Modular Learning of Deep Causal Generative Models for High-dimensional Causal Inference

TL;DR

This paper introduces Modular-DCM, a novel deep causal generative modeling approach that efficiently leverages pre-trained models for high-dimensional causal inference, addressing the challenge of high-dimensional data such as images.

Contribution

It presents the first modular training algorithm that uses adversarial training with pre-trained models for causal inference in high-dimensional settings, including latent confounders.

Findings

Outperforms baselines on Colored-MNIST dataset

Demonstrates convergence on COVIDx dataset

Shows utility in causal invariant prediction on CelebA-HQ

Abstract

Sound and complete algorithms have been proposed to compute identifiable causal queries using the causal structure and data.

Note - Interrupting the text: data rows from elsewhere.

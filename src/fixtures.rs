#[cfg(test)]
pub mod test {
    use std::collections::BTreeMap;

    use serde::Serialize;

    use crate::loader::MemoryFs;
    use crate::schema::schema;
    use crate::types::{
        Action, Config, ContainerImage, ContainerSandbox, DockerSandbox, Instance, LocalSandbox,
        OutputExpectation, OutputExpectationAction, Sandbox, SandboxHook, Server, Service,
        ServiceServer, Spec, StartAction,
    };

    /// One field per scalar kind, plus a list of lists.
    #[derive(Debug, Clone, Default, PartialEq, Serialize)]
    pub struct Numbers {
        pub small: i8,
        pub count: u16,
        pub ratio: f32,
        pub flag: bool,
        pub label: String,
        pub grid: Vec<Vec<i32>>,
    }

    schema! {
        Numbers {
            small => "small",
            count => "count",
            ratio => "ratio",
            flag => "flag",
            label => "label",
            grid => "grid",
        }
    }

    // -- Fixtures for embedding ----------------------------------------------

    #[derive(Debug, Clone, Default, PartialEq, Serialize)]
    pub struct BaseFixture {
        pub base_name: String,
        pub base_port: u16,
    }

    schema! {
        BaseFixture {
            base_name => "base_name",
            base_port => "base_port,default=22",
        }
    }

    #[derive(Debug, Clone, Default, PartialEq, Serialize)]
    pub struct RefinedFixture {
        #[serde(flatten)]
        pub base: BaseFixture,
        pub extra: i32,
    }

    schema! {
        RefinedFixture {
            ..base,
            extra => "extra",
        }
    }

    // -- Fixtures for directives ---------------------------------------------

    #[derive(Debug, Clone, Default, PartialEq, Serialize)]
    pub struct Defaults {
        pub port: u16,
        pub retries: i32,
        pub enabled: bool,
        pub mode: String,
        pub plain: String,
        pub count: i64,
    }

    schema! {
        Defaults {
            port => "port,default=8080",
            retries => "retries,default=-3",
            enabled => "enabled,default=true",
            mode => "mode,default=fast",
            plain => "plain",
            count => "count",
        }
    }

    #[derive(Debug, Clone, Default, PartialEq, Serialize)]
    pub struct Validated {
        pub mode: String,
        pub dirs: BTreeMap<String, String>,
        pub file: String,
    }

    schema! {
        Validated {
            mode => "mode,enum=fast|slow",
            dirs => "dirs,keys=conf|run|script",
            file => "file,path",
        }
    }

    #[derive(Debug, Clone, Default, PartialEq, Serialize)]
    pub struct Shorthand {
        pub hook: SandboxHook,
        pub hooks: BTreeMap<String, SandboxHook>,
    }

    schema! {
        Shorthand {
            hook => "hook,string=command",
            hooks => "hooks,string=command",
        }
    }

    #[derive(Debug, Clone, Default, PartialEq, Serialize)]
    pub struct Unregistered {
        pub items: Vec<String>,
    }

    schema! {
        Unregistered {
            items => "items,factory=nowhere",
        }
    }

    // -- Recursive fixtures --------------------------------------------------

    #[derive(Debug, Clone, Default, PartialEq, Serialize)]
    pub struct Leaf {
        pub value: i32,
        pub children: Vec<Leaf>,
    }

    schema! {
        Leaf {
            value => "value",
            children => "children",
        }
    }

    #[derive(Debug, Clone, Default, PartialEq, Serialize)]
    pub struct Nested {
        pub leaves: Vec<Leaf>,
    }

    schema! {
        Nested {
            leaves => "leaves",
        }
    }

    pub fn memory_fs(files: &[(&str, &str)]) -> MemoryFs {
        files
            .iter()
            .fold(MemoryFs::new(), |fs, (path, contents)| fs.with_file(*path, *contents))
    }

    /// A small compiled config touching servers, sandboxes and actions.
    pub fn sample_config() -> Config {
        let nginx = Server {
            name: "nginx".into(),
            port: 8080,
            parameters: BTreeMap::from([
                ("memory_limit".to_string(), "128M".to_string()),
                ("workers".to_string(), "4".to_string()),
            ]),
            ..Server::default()
        };
        let fpm = Server {
            name: "fpm".into(),
            port: 9000,
            ..Server::default()
        };

        let mut docker = DockerSandbox {
            network_name: "rig".into(),
            container: ContainerSandbox {
                local: LocalSandbox::default(),
                image: ContainerImage {
                    name: "php".into(),
                    tag: "latest".into(),
                },
                ..ContainerSandbox::default()
            },
        };
        docker.container.local.common.available = true;

        let service = Service {
            server: ServiceServer {
                name: "fpm".into(),
                ..ServiceServer::default()
            },
            sandbox: "local".into(),
            ..Service::default()
        };
        let instance = Instance {
            name: "basic".into(),
            services: BTreeMap::from([("fpm".to_string(), service)]),
            actions: vec![
                Action::Start(StartAction {
                    service: "fpm".into(),
                    timeout: 50000,
                    ..StartAction::default()
                }),
                Action::OutputExpectation(OutputExpectationAction {
                    service: "fpm".into(),
                    output: OutputExpectation {
                        order: "fixed".into(),
                        match_mode: "exact".into(),
                        output_type: "stdout".into(),
                        messages: vec!["ready".into()],
                    },
                    ..OutputExpectationAction::default()
                }),
            ],
            timeout: 600000,
            ..Instance::default()
        };

        Config {
            version: "0.1".into(),
            name: "sample".into(),
            sandboxes: BTreeMap::from([("docker".to_string(), Sandbox::Docker(docker))]),
            servers: vec![nginx, fpm],
            spec: Spec {
                workspace: "/tmp/rig".into(),
                instances: vec![instance],
            },
            ..Config::default()
        }
    }
}
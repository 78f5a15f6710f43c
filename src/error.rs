use sled::transaction::TransactionError;
use thiserror::Error;

pub type Result<T, E = Error> = std::result::Result<T, E>;

#[derive(Debug, Error)]
pub enum Error {
    #[error("username is already taken")]
    DuplicateUsername,

    #[error("wrong credentials")]
    InvalidCredential,

    #[error("{0}")]
    Validation(String),

    #[error("user does not exist: {0}")]
    NotFound(String),

    #[error("storage error: {0}")]
    Storage(#[from] sled::Error),

    #[error("codec error: {0}")]
    Codec(#[from] bincode::Error),

    #[error("password hashing error: {0}")]
    Hash(#[from] bcrypt::BcryptError),

    #[error("storage call timed out")]
    Timeout,

    #[error("storage task was canceled")]
    Canceled,
}

impl Error {
    /// Errors whose detail must stay on the server.
    pub fn is_internal(&self) -> bool {
        matches!(
            self,
            Error::Storage(_) | Error::Codec(_) | Error::Hash(_) | Error::Timeout | Error::Canceled
        )
    }
}

impl From<TransactionError<Error>> for Error {
    fn from(err: TransactionError<Error>) -> Self {
        match err {
            TransactionError::Abort(err) => err,
            TransactionError::Storage(err) => Error::Storage(err),
        }
    }
}
use log::{info, warn};
use std::env;
use std::fmt::Display;
use std::path::PathBuf;
use std::str::FromStr;
use std::time::Duration;
use thiserror::Error;

/// Value of `RATER_DATA_DIR` that selects a temporary store.
pub const IN_MEMORY: &str = ":memory:";

#[derive(Debug, Error)]
pub enum ConfigError {
    #[error("invalid value for {key}: {value:?} ({reason})")]
    Invalid {
        key: &'static str,
        value: String,
        reason: String,
    },
}

pub struct Config {
    pub bind: String,
    /// `None` opens a temporary store.
    pub data_dir: Option<PathBuf>,
    pub secret: Vec<u8>,
    pub bcrypt_cost: u32,
    pub store_timeout: Duration,
    /// Idle lifetime of a logged-in session.
    pub session_ttl: Duration,
    pub contact_address: String,
}

impl Config {
    pub fn from_env() -> Result<Self, ConfigError> {
        let data_dir = load("RATER_DATA_DIR", "rater-data".to_owned())?;
        let secret = match env::var("RATER_SECRET") {
            Ok(secret) if secret.len() >= 32 => secret.into_bytes(),
            Ok(secret) => {
                return Err(ConfigError::Invalid {
                    key: "RATER_SECRET",
                    value: "<redacted>".to_owned(),
                    reason: format!("needs at least 32 bytes, got {}", secret.len()),
                })
            }
            Err(_) => {
                warn!("RATER_SECRET not set, sessions will not survive a restart");
                rand::random::<[u8; 32]>().to_vec()
            }
        };
        let bcrypt_cost = load("RATER_BCRYPT_COST", bcrypt::DEFAULT_COST)?;
        if !(4..=31).contains(&bcrypt_cost) {
            return Err(ConfigError::Invalid {
                key: "RATER_BCRYPT_COST",
                value: bcrypt_cost.to_string(),
                reason: "must be between 4 and 31".to_owned(),
            });
        }

        Ok(Config {
            bind: load("RATER_BIND", "127.0.0.1:3000".to_owned())?,
            data_dir: if data_dir == IN_MEMORY {
                None
            } else {
                Some(PathBuf::from(data_dir))
            },
            secret,
            bcrypt_cost,
            store_timeout: Duration::from_millis(load("RATER_STORE_TIMEOUT_MS", 5000)?),
            session_ttl: Duration::from_secs(load(
                "RATER_SESSION_TTL_SECS",
                7 * 24 * 60 * 60,
            )?),
            contact_address: load("RATER_CONTACT", "contact@localhost".to_owned())?,
        })
    }
}

fn load<T>(key: &'static str, default: T) -> Result<T, ConfigError>
where
    T: FromStr + Display,
    T::Err: Display,
{
    match env::var(key) {
        Ok(value) => value.parse().map_err(|err: T::Err| ConfigError::Invalid {
            key,
            reason: err.to_string(),
            value,
        }),
        Err(_) => {
            info!("{} not set, using default: {}", key, default);
            Ok(default)
        }
    }
}
#[cfg(test)]
mod tests {
    use super::*;
    use crate::mail::LogMailer;
    use crate::model::Rating;
    use actix_identity::{CookieIdentityPolicy, IdentityService};
    use actix_web::cookie::Cookie;
    use actix_web::dev::ServiceResponse;
    use actix_web::http::StatusCode;
    use actix_web::{test, App};
    use std::sync::Arc;
    use std::time::Duration;

    fn state() -> AppState {
        let db = sled::Config::new().temporary(true).open().unwrap();
        let mailer = Arc::new(LogMailer::new("contact@localhost".to_owned()));
        AppState::open(
            db,
            4,
            Duration::from_secs(10),
            Duration::from_secs(3600),
            mailer,
        )
        .unwrap()
    }

    macro_rules! app {
        ($state:expr) => {
            test::init_service(
                App::new()
                    .wrap(IdentityService::new(
                        CookieIdentityPolicy::new(&[0; 32])
                            .name(SESSION_COOKIE)
                            .secure(false),
                    ))
                    .app_data(web::Data::new($state))
                    .app_data(web::Data::new(templates().unwrap()))
                    .configure(configure),
            )
            .await
        };
    }

    fn session_cookie<B>(resp: &ServiceResponse<B>) -> Option<Cookie<'static>> {
        resp.response()
            .cookies()
            .find(|cookie| cookie.name() == SESSION_COOKIE)
            .map(|cookie| cookie.into_owned())
    }

    fn location<B>(resp: &ServiceResponse<B>) -> String {
        resp.headers()
            .get(header::LOCATION)
            .expect("not a redirect")
            .to_str()
            .unwrap()
            .to_owned()
    }

    fn names(ratings: &[Rating]) -> Vec<&str> {
        ratings.iter().map(|rating| rating.name.as_str()).collect()
    }

    #[::core::prelude::v1::test]
    fn error_flash_intro() {
        let mut session = SessionContext::anonymous();
        flash_error(
            &mut session,
            "Message not sent! ",
            Error::Validation("An address is required.".to_owned()),
        );
        let flash = session.take_flash().unwrap();
        assert_eq!(flash.intro, "Message not sent! ");
        assert_eq!(flash.message, "An address is required.");

        flash_error(&mut session, "Invalid rating! ", Error::Timeout);
        let flash = session.take_flash().unwrap();
        assert_eq!(flash, Flash::failure());
    }

    #[actix_rt::test]
    async fn ratings_require_login() {
        let app = app!(state());
        let req = test::TestRequest::get().uri("/ratings").to_request();
        let resp = test::call_service(&app, req).await;
        assert_eq!(resp.status(), StatusCode::FOUND);
        assert_eq!(location(&resp), "/login");

        let req = test::TestRequest::post()
            .uri("/ratings")
            .set_form(&[("name", "Dune"), ("rating", "9")])
            .to_request();
        let resp = test::call_service(&app, req).await;
        assert_eq!(location(&resp), "/login");
    }

    #[actix_rt::test]
    async fn rating_lifecycle() {
        let state = state();
        let app = app!(state.clone());

        let req = test::TestRequest::post()
            .uri("/register")
            .set_form(&[
                ("username", "alice"),
                ("email", "alice@example.com"),
                ("password", "secret"),
            ])
            .to_request();
        let resp = test::call_service(&app, req).await;
        assert_eq!(location(&resp), "/ratings");
        let cookie = session_cookie(&resp).expect("no session cookie");

        let req = test::TestRequest::get()
            .uri("/ratings")
            .cookie(cookie.clone())
            .to_request();
        let resp = test::call_service(&app, req).await;
        assert_eq!(resp.status(), StatusCode::OK);
        let body = test::read_body(resp).await;
        let body = std::str::from_utf8(&body).unwrap();
        assert!(body.contains("you are now registered!"));
        assert!(body.contains("alice"));

        for form in &[
            vec![
                ("name", "Dune"),
                ("url", "https://example.com/dune.jpg"),
                ("rating", "9"),
                ("comment", "great"),
            ],
            vec![("name", "Cats"), ("rating", "2")],
        ] {
            let req = test::TestRequest::post()
                .uri("/ratings")
                .cookie(cookie.clone())
                .set_form(form)
                .to_request();
            let resp = test::call_service(&app, req).await;
            assert_eq!(location(&resp), "/ratings");
        }
        let ratings = state.ratings.list_ratings("alice").unwrap();
        assert_eq!(names(&ratings), vec!["Dune", "Cats"]);
        assert_eq!(ratings[0].rating, 9);
        assert_eq!(ratings[1].rating, 2);

        let req = test::TestRequest::post()
            .uri("/delete")
            .cookie(cookie.clone())
            .set_form(&[("check", ratings[0].id.to_string())])
            .to_request();
        let resp = test::call_service(&app, req).await;
        assert_eq!(location(&resp), "/ratings");
        let ratings = state.ratings.list_ratings("alice").unwrap();
        assert_eq!(names(&ratings), vec!["Cats"]);

        let req = test::TestRequest::post()
            .uri("/ratings")
            .cookie(cookie.clone())
            .set_form(&[("name", "Heat"), ("rating", "11")])
            .to_request();
        let resp = test::call_service(&app, req).await;
        assert_eq!(location(&resp), "/ratings");
        assert_eq!(state.ratings.list_ratings("alice").unwrap().len(), 1);

        let req = test::TestRequest::get()
            .uri("/ratings")
            .cookie(cookie.clone())
            .to_request();
        let body = test::read_body(test::call_service(&app, req).await).await;
        let body = std::str::from_utf8(&body).unwrap();
        assert!(body.contains("between 0 and 10"));
        assert!(body.contains("Invalid rating!"));
        assert!(body.contains("Cats"));

        let req = test::TestRequest::get()
            .uri("/logout")
            .cookie(cookie.clone())
            .to_request();
        let resp = test::call_service(&app, req).await;
        assert_eq!(location(&resp), "/");

        // the server-side session is gone even if the client replays the cookie
        let req = test::TestRequest::get()
            .uri("/ratings")
            .cookie(cookie)
            .to_request();
        let resp = test::call_service(&app, req).await;
        assert_eq!(location(&resp), "/login");
    }

    #[actix_rt::test]
    async fn wrong_credentials_flash() {
        let state = state();
        state
            .auth
            .register(&mut SessionContext::anonymous(), "alice", "a@example.com", "secret")
            .unwrap();
        let app = app!(state);

        let req = test::TestRequest::post()
            .uri("/login")
            .set_form(&[("username", "alice"), ("password", "guess")])
            .to_request();
        let resp = test::call_service(&app, req).await;
        assert_eq!(location(&resp), "/login");
        let cookie = session_cookie(&resp).expect("no session cookie");

        let req = test::TestRequest::get()
            .uri("/login")
            .cookie(cookie.clone())
            .to_request();
        let body = test::read_body(test::call_service(&app, req).await).await;
        assert!(std::str::from_utf8(&body)
            .unwrap()
            .contains("Wrong credentials. Please try again!"));

        let req = test::TestRequest::post()
            .uri("/login")
            .cookie(cookie)
            .set_form(&[("username", "alice"), ("password", "secret")])
            .to_request();
        let resp = test::call_service(&app, req).await;
        assert_eq!(location(&resp), "/ratings");
        let cookie = session_cookie(&resp).expect("no session cookie");

        let req = test::TestRequest::get()
            .uri("/ratings")
            .cookie(cookie)
            .to_request();
        let resp = test::call_service(&app, req).await;
        assert_eq!(resp.status(), StatusCode::OK);
    }

    #[actix_rt::test]
    async fn duplicate_registration_returns_to_form() {
        let state = state();
        state
            .auth
            .register(&mut SessionContext::anonymous(), "alice", "a@example.com", "secret")
            .unwrap();
        let app = app!(state);

        let req = test::TestRequest::post()
            .uri("/register")
            .set_form(&[
                ("username", "alice"),
                ("email", "b@example.com"),
                ("password", "other"),
            ])
            .to_request();
        let resp = test::call_service(&app, req).await;
        assert_eq!(location(&resp), "/register");
        let cookie = session_cookie(&resp).expect("no session cookie");

        let req = test::TestRequest::get()
            .uri("/ratings")
            .cookie(cookie)
            .to_request();
        let resp = test::call_service(&app, req).await;
        assert_eq!(location(&resp), "/login");
    }

    #[actix_rt::test]
    async fn search_and_overview() {
        let state = state();
        for owner in &["alice", "bob"] {
            state
                .auth
                .register(&mut SessionContext::anonymous(), owner, "x@example.com", "secret")
                .unwrap();
        }
        for (owner, name, rating) in &[("alice", "Inception", 9), ("bob", "inception", 4)] {
            state
                .ratings
                .add_rating(
                    owner,
                    RatingInput {
                        name: name.to_string(),
                        url: None,
                        rating: *rating,
                        comment: None,
                    },
                )
                .unwrap();
        }
        let app = app!(state);

        let req = test::TestRequest::post()
            .uri("/")
            .set_form(&[("search", "Inception")])
            .to_request();
        let resp = test::call_service(&app, req).await;
        assert_eq!(resp.status(), StatusCode::OK);
        let body = test::read_body(resp).await;
        let body = std::str::from_utf8(&body).unwrap();
        assert!(body.contains("alice"));
        assert!(body.contains("bob"));

        let req = test::TestRequest::post()
            .uri("/")
            .set_form(&[("search", "Cats")])
            .to_request();
        let body = test::read_body(test::call_service(&app, req).await).await;
        assert!(std::str::from_utf8(&body)
            .unwrap()
            .contains("No one has rated"));

        let req = test::TestRequest::get().uri("/").to_request();
        let resp = test::call_service(&app, req).await;
        assert_eq!(resp.status(), StatusCode::OK);
        let body = test::read_body(resp).await;
        let body = std::str::from_utf8(&body).unwrap();
        assert!(body.contains("Inception"));
        assert!(body.contains("inception"));
    }

    #[actix_rt::test]
    async fn contact_form() {
        let app = app!(state());
        let req = test::TestRequest::post()
            .uri("/contact")
            .set_form(&[
                ("email", "visitor@example.com"),
                ("subject", "Hello"),
                ("message", "Nice site"),
            ])
            .to_request();
        let resp = test::call_service(&app, req).await;
        assert_eq!(location(&resp), "/success");

        let req = test::TestRequest::get().uri("/success").to_request();
        let resp = test::call_service(&app, req).await;
        assert_eq!(resp.status(), StatusCode::OK);
    }
}
use crate::error::{Error, Result};
use crate::model::*;
use sled::transaction::{
    abort, ConflictableTransactionError, TransactionError, TransactionResult, Transactional,
};

// Big-endian so that tree iteration follows id (creation) order.
fn serialize_id(id: u64) -> [u8; 8] {
    id.to_be_bytes()
}

fn deserialize_id<V: AsRef<[u8]>>(id: V) -> Result<u64> {
    let bytes = id
        .as_ref()
        .try_into()
        .map_err(|_| sled::Error::Unsupported("malformed user id".to_owned()))?;
    Ok(u64::from_be_bytes(bytes))
}

fn decode_user<V: AsRef<[u8]>>(data: V) -> Result<User> {
    Ok(bincode::deserialize(data.as_ref())?)
}

pub trait UserDb {
    /// Returns `None` if the username is taken.
    fn add_user(&self, user: &User, credential: &str) -> Result<Option<u64>>;
    fn get_user(&self, id: u64) -> Result<Option<User>>;
    fn get_user_id(&self, username: &str) -> Result<Option<u64>>;
    fn get_user_by_username(&self, username: &str) -> Result<Option<(u64, User)>>;
    fn get_credential(&self, id: u64) -> Result<Option<String>>;
    /// Applies `f` to the stored user atomically; `None` if the user is gone.
    fn update_user<F, T>(&self, id: u64, f: F) -> Result<Option<T>>
    where
        F: Fn(&mut User) -> T;
    fn remove_user(&self, username: &str) -> Result<bool>;
    fn users(&self) -> Result<Vec<(u64, User)>>;
}

const USERS: &[u8] = b"users";
const USERS_USERNAME: &[u8] = b"users_username";
const CREDENTIALS: &[u8] = b"credentials";

impl UserDb for sled::Db {
    fn add_user(&self, user: &User, credential: &str) -> Result<Option<u64>> {
        let users = self.open_tree(USERS)?;
        let users_username = self.open_tree(USERS_USERNAME)?;
        let credentials = self.open_tree(CREDENTIALS)?;
        let id = self.generate_id()?;
        let data = bincode::serialize(user)?;
        let result = (&users, &users_username, &credentials).transaction(
            |(users, users_username, credentials)| {
                if users_username
                    .insert(user.username.as_bytes(), &serialize_id(id))?
                    .is_some()
                {
                    return abort(());
                }
                users.insert(&serialize_id(id), data.clone())?;
                credentials.insert(&serialize_id(id), credential.as_bytes())?;
                Ok(())
            },
        );
        match result {
            Ok(()) => Ok(Some(id)),
            Err(TransactionError::Abort(())) => Ok(None),
            Err(TransactionError::Storage(err)) => Err(err.into()),
        }
    }

    fn get_user(&self, id: u64) -> Result<Option<User>> {
        let users = self.open_tree(USERS)?;
        users.get(serialize_id(id))?.map(decode_user).transpose()
    }

    fn get_user_id(&self, username: &str) -> Result<Option<u64>> {
        let users_username = self.open_tree(USERS_USERNAME)?;
        users_username
            .get(username)?
            .map(deserialize_id)
            .transpose()
    }

    fn get_user_by_username(&self, username: &str) -> Result<Option<(u64, User)>> {
        if let Some(id) = self.get_user_id(username)? {
            let user = self
                .get_user(id)?
                .ok_or_else(|| sled::Error::ReportableBug("Bad index users_username".to_owned()))?;
            Ok(Some((id, user)))
        } else {
            Ok(None)
        }
    }

    fn get_credential(&self, id: u64) -> Result<Option<String>> {
        let credentials = self.open_tree(CREDENTIALS)?;
        Ok(credentials
            .get(serialize_id(id))?
            .map(|data| String::from_utf8_lossy(&data).into_owned()))
    }

    fn update_user<F, T>(&self, id: u64, f: F) -> Result<Option<T>>
    where
        F: Fn(&mut User) -> T,
    {
        let users = self.open_tree(USERS)?;
        let key = serialize_id(id);
        let result = users.transaction(|users| {
            let mut user = match users.get(&key)? {
                Some(data) => decode_user(&data).map_err(ConflictableTransactionError::Abort)?,
                None => return Ok(None),
            };
            let out = f(&mut user);
            let data = bincode::serialize(&user)
                .map_err(|err| ConflictableTransactionError::Abort(Error::from(err)))?;
            users.insert(&key, data)?;
            Ok(Some(out))
        });
        Ok(result?)
    }

    fn remove_user(&self, username: &str) -> Result<bool> {
        let users = self.open_tree(USERS)?;
        let users_username = self.open_tree(USERS_USERNAME)?;
        let credentials = self.open_tree(CREDENTIALS)?;
        let result: TransactionResult<bool, Error> = (&users, &users_username, &credentials)
            .transaction(|(users, users_username, credentials)| {
                let id = match users_username.remove(username.as_bytes())? {
                    Some(id) => id,
                    None => return Ok(false),
                };
                users.remove(&id)?;
                credentials.remove(&id)?;
                Ok(true)
            });
        Ok(result?)
    }

    fn users(&self) -> Result<Vec<(u64, User)>> {
        let users = self.open_tree(USERS)?;
        users
            .iter()
            .map(|entry| {
                let (id, data) = entry?;
                Ok((deserialize_id(id)?, decode_user(data)?))
            })
            .collect()
    }
}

However, most of these algorithms assume accurate estimation of the data distribution, which is impractical for high-dimensional variables such as images. On the other hand, modern deep generative architectures can be trained to sample from high-dimensional distributions. However, training these networks are typically very costly. Thus, it is desirable to leverage pre-trained models to answer causal queries using such high-dimensional data. To address this, we propose modular training of deep causal generative models that not only makes learning more efficient, but also allows us to utilize large, pre-trained conditional generative models. To the best of our knowledge, our algorithm, Modular-DCM is the first algorithm that, given the causal structure, uses adversarial training to learn the network weights, and can make use of pre-trained models to provably sample from any identifiable causal query in the presence of latent confounders. With extensive experiments on the Colored-MNIST dataset, we demonstrate that our algorithm outperforms the baselines. We also show our algorithm's convergence on the COVIDx dataset and its utility with a causal invariant prediction problem on CelebA-HQ.